> What you have to do:
Find the line with "if args.stream_buffer_size == 0" and the line with "(None, None) =>" in the entries below; output exactly those two lines, every line between them, and no others.

──────── Input records

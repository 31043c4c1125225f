use crate::server::streaming::{StreamOptions, backoff::BackoffConfig};
use anyhow::{Context, bail};
use clap::Parser;
use core::time::Duration;
use std::path::PathBuf;

/// Runtime configuration for the `commitlog-tonic-server` binary.
///
/// All values are parsed from CLI arguments or environment variables (a
/// `.env` file is loaded first), with defaults suitable for a single local
/// node without TLS.
#[derive(Parser, Debug, Clone)]
#[command(
    name = "commitlog-tonic-server",
    version,
    about = "A gRPC front-end for an append-only commit log"
)]
pub struct CliArgs {
    /// Address to listen on (TCP or Unix socket path; use --uds for Unix socket).
    ///
    /// Example: "0.0.0.0:8400" or "/tmp/commitlog.sock"
    ///
    /// Environment variable: `SERVER_ADDR`
    #[arg(long, env = "SERVER_ADDR", default_value_t = String::from("0.0.0.0:8400"))]
    pub server_addr: String,

    /// Listen on a Unix socket instead of TCP. If set, `SERVER_ADDR` must be a file path.
    #[arg(short, long, default_value_t = false)]
    pub uds: bool,

    /// Identifier of this node as reported by `GetServers`.
    ///
    /// Environment variable: `NODE_ID`
    #[arg(long, env = "NODE_ID", default_value_t = String::from("node-0"))]
    pub node_id: String,

    /// RPC address reported for this node by `GetServers`. Defaults to
    /// `SERVER_ADDR`.
    ///
    /// Environment variable: `ADVERTISE_ADDR`
    #[arg(long, env = "ADVERTISE_ADDR")]
    pub advertise_addr: Option<String>,

    /// Followers reported by `GetServers`, as a comma separated list of
    /// `id=addr` pairs.
    ///
    /// Example: "node-1=10.0.0.2:8400,node-2=10.0.0.3:8400"
    ///
    /// Environment variable: `PEERS`
    #[arg(long, env = "PEERS", value_delimiter = ',')]
    pub peers: Vec<String>,

    /// PEM certificate chain presented by the server. Enables TLS.
    ///
    /// Environment variable: `TLS_CERT_FILE`
    #[arg(long, env = "TLS_CERT_FILE")]
    pub tls_cert: Option<PathBuf>,

    /// PEM private key for `--tls-cert`.
    ///
    /// Environment variable: `TLS_KEY_FILE`
    #[arg(long, env = "TLS_KEY_FILE")]
    pub tls_key: Option<PathBuf>,

    /// PEM CA bundle used to verify client certificates. Enables mutual TLS;
    /// the subject of a call is the Common Name of the client certificate.
    ///
    /// Environment variable: `TLS_CLIENT_CA_FILE`
    #[arg(long, env = "TLS_CLIENT_CA_FILE")]
    pub tls_client_ca: Option<PathBuf>,

    /// Accept TLS clients that present no certificate. They are served as the
    /// anonymous subject.
    ///
    /// Environment variable: `TLS_CLIENT_AUTH_OPTIONAL`
    #[arg(long, env = "TLS_CLIENT_AUTH_OPTIONAL", default_value_t = false)]
    pub tls_client_auth_optional: bool,

    /// ACL policy file with `p, subject, object, action` lines. Without it
    /// every call is permitted.
    ///
    /// Environment variable: `ACL_POLICY_FILE`
    #[arg(long, env = "ACL_POLICY_FILE")]
    pub acl_policy: Option<PathBuf>,

    /// Capacity of the response buffer of each produce/consume stream.
    ///
    /// Lower values increase backpressure responsiveness; higher values let a
    /// fast reader run further ahead of a slow client.
    ///
    /// Environment variable: `STREAM_BUFFER_SIZE`
    #[arg(long, env = "STREAM_BUFFER_SIZE", default_value_t = 8)]
    pub stream_buffer_size: usize,

    /// First delay, in milliseconds, before a tailing consumer re-reads past
    /// the end of the log.
    ///
    /// Environment variable: `TAIL_BACKOFF_MIN_MS`
    #[arg(long, env = "TAIL_BACKOFF_MIN_MS", default_value_t = 1)]
    pub tail_backoff_min_ms: u64,

    /// Ceiling, in milliseconds, of the tailing consumer's retry delay.
    ///
    /// Environment variable: `TAIL_BACKOFF_MAX_MS`
    #[arg(long, env = "TAIL_BACKOFF_MAX_MS", default_value_t = 250)]
    pub tail_backoff_max_ms: u64,

    /// Probability in `[0, 1]` that a non-produce call is traced. Produce
    /// calls are always traced.
    ///
    /// Environment variable: `TRACE_SAMPLE_RATIO`
    #[arg(long, env = "TRACE_SAMPLE_RATIO", default_value_t = 0.5)]
    pub trace_sample_ratio: f64,

    /// Seconds to wait for open streams to finish after a shutdown signal.
    ///
    /// Environment variable: `SHUTDOWN_TIMEOUT`
    #[arg(long, env = "SHUTDOWN_TIMEOUT", default_value_t = 3)]
    pub shutdown_timeout: u64,
}

/// Certificate files for the server side of (m)TLS.
#[derive(Debug, Clone, PartialEq, Eq)]
pub struct TlsFiles {
    pub cert: PathBuf,
    pub key: PathBuf,
    pub client_ca: Option<PathBuf>,
    pub client_auth_optional: bool,
}

#[derive(Debug, Clone)]
pub struct ServerConfig {
    pub server_addr: String,
    pub uds: bool,
    pub node_id: String,
    pub advertise_addr: String,
    pub peers: Vec<(String, String)>,
    pub tls: Option<TlsFiles>,
    pub acl_policy: Option<PathBuf>,
    pub stream: StreamOptions,
    pub trace_sample_ratio: f64,
    pub shutdown_timeout: Duration,
}

impl TryFrom<CliArgs> for ServerConfig {
    type Error = anyhow::Error;

    fn try_from(args: CliArgs) -> Result<Self, Self::Error> {
        if args.node_id.trim().is_empty() {
            bail!("NODE_ID must not be empty");
        }

        if args.stream_buffer_size == 0 {
            bail!("STREAM_BUFFER_SIZE must be greater than 0");
        }

        if args.tail_backoff_min_ms == 0 {
            bail!("TAIL_BACKOFF_MIN_MS must be greater than 0");
        }

        if args.tail_backoff_max_ms < args.tail_backoff_min_ms {
            bail!(
                "TAIL_BACKOFF_MAX_MS ({}) must be at least TAIL_BACKOFF_MIN_MS ({})",
                args.tail_backoff_max_ms,
                args.tail_backoff_min_ms
            );
        }

        if !(0.0..=1.0).contains(&args.trace_sample_ratio) {
            bail!(
                "TRACE_SAMPLE_RATIO ({}) must be within [0, 1]",
                args.trace_sample_ratio
            );
        }

        let peers = args
            .peers
            .iter()
            .map(String::as_str)
            .filter(|peer| !peer.trim().is_empty())
            .map(parse_peer)
            .collect::<anyhow::Result<Vec<_>>>()
            .context("invalid PEERS")?;
        if let Some((id, _)) = peers.iter().find(|(id, _)| *id == args.node_id) {
            bail!("PEERS lists this node's own id `{id}`");
        }

        let tls = match (args.tls_cert, args.tls_key) {
            (Some(cert), Some(key)) => Some(TlsFiles {
                cert,
                key,
                client_ca: args.tls_client_ca,
                client_auth_optional: args.tls_client_auth_optional,
            }),
            (None, None) => {
                if args.tls_client_ca.is_some() {
                    bail!("TLS_CLIENT_CA_FILE requires TLS_CERT_FILE and TLS_KEY_FILE");
                }
                None
            }
            _ => bail!("TLS_CERT_FILE and TLS_KEY_FILE must be set together"),
        };

        if let Some(tls) = &tls {
            if tls.client_auth_optional && tls.client_ca.is_none() {
                bail!("TLS_CLIENT_AUTH_OPTIONAL requires TLS_CLIENT_CA_FILE");
            }
            if args.uds {
                bail!("TLS is only supported on TCP listeners");
            }
        }

        let advertise_addr = args
            .advertise_addr
            .unwrap_or_else(|| args.server_addr.clone());

        Ok(Self {
            server_addr: args.server_addr,
            uds: args.uds,
            node_id: args.node_id,
            advertise_addr,
            peers,
            tls,
            acl_policy: args.acl_policy,
            stream: StreamOptions {
                buffer_size: args.stream_buffer_size,
                backoff: BackoffConfig {
                    min: Duration::from_millis(args.tail_backoff_min_ms),
                    max: Duration::from_millis(args.tail_backoff_max_ms),
                },
            },
            trace_sample_ratio: args.trace_sample_ratio,
            shutdown_timeout: Duration::from_secs(args.shutdown_timeout),
        })
    }
}

fn parse_peer(raw: &str) -> anyhow::Result<(String, String)> {
    let (id, addr) = raw
        .split_once('=')
        .with_context(|| format!("`{raw}` is not of the form id=addr"))?;
    let (id, addr) = (id.trim(), addr.trim());
    if id.is_empty() || addr.is_empty() {
        bail!("`{raw}` has an empty id or address");
    }
    Ok((id.to_owned(), addr.to_owned()))
}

────────────────

> Solution:
        if args.stream_buffer_size == 0 {
            bail!("STREAM_BUFFER_SIZE must be greater than 0");
        }

        if args.tail_backoff_min_ms == 0 {
            bail!("TAIL_BACKOFF_MIN_MS must be greater than 0");
        }

        if args.tail_backoff_max_ms < args.tail_backoff_min_ms {
            bail!(
                "TAIL_BACKOFF_MAX_MS ({}) must be at least TAIL_BACKOFF_MIN_MS ({})",
                args.tail_backoff_max_ms,
                args.tail_backoff_min_ms
            );
        }

        if !(0.0..=1.0).contains(&args.trace_sample_ratio) {
            bail!(
                "TRACE_SAMPLE_RATIO ({}) must be within [0, 1]",
                args.trace_sample_ratio
            );
        }

        let peers = args
            .peers
            .iter()
            .map(String::as_str)
            .filter(|peer| !peer.trim().is_empty())
            .map(parse_peer)
            .collect::<anyhow::Result<Vec<_>>>()
            .context("invalid PEERS")?;
        if let Some((id, _)) = peers.iter().find(|(id, _)| *id == args.node_id) {
            bail!("PEERS lists this node's own id `{id}`");
        }

        let tls = match (args.tls_cert, args.tls_key) {
            (Some(cert), Some(key)) => Some(TlsFiles {
                cert,
                key,
                client_ca: args.tls_client_ca,
                client_auth_optional: args.tls_client_auth_optional,
            }),
            (None, None) => {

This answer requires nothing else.